### What to do
Check each line below for "status" and say how many have it, with no other words.

### Data extract
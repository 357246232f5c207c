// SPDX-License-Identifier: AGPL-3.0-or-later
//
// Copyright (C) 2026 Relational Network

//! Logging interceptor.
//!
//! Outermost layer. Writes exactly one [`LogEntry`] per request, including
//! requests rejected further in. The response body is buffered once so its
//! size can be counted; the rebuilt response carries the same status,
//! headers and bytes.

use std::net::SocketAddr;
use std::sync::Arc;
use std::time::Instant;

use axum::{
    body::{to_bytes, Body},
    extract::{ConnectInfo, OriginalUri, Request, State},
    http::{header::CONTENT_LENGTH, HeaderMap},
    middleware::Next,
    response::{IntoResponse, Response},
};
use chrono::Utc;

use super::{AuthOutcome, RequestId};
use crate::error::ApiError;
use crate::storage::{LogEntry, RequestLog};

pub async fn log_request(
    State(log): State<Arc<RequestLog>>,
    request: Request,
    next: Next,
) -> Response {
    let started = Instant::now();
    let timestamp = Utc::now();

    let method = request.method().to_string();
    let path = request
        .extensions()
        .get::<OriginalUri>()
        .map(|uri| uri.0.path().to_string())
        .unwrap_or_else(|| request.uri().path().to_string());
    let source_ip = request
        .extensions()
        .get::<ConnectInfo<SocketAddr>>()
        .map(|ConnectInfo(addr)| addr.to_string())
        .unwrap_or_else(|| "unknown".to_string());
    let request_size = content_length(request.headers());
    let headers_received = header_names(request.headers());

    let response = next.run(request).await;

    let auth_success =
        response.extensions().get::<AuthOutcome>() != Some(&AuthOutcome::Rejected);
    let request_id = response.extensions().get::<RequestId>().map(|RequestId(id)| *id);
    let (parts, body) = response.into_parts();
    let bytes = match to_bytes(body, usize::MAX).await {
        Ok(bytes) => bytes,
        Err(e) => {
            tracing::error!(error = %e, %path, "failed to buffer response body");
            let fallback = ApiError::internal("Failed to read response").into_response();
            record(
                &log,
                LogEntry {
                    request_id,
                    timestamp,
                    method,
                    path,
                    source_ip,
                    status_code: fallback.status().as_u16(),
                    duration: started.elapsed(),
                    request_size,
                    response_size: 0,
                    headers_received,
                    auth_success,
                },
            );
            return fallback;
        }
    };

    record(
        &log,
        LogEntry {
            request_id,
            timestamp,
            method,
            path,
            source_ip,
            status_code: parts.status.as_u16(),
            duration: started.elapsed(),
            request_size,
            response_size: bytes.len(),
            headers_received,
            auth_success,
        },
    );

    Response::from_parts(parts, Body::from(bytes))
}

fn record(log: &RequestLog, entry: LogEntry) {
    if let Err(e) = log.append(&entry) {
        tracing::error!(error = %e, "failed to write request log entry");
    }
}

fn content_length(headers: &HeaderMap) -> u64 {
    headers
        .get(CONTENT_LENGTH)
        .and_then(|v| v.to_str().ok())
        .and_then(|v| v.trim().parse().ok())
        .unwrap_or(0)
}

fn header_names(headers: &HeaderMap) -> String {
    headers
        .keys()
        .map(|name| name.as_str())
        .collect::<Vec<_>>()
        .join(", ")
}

### Task solution
3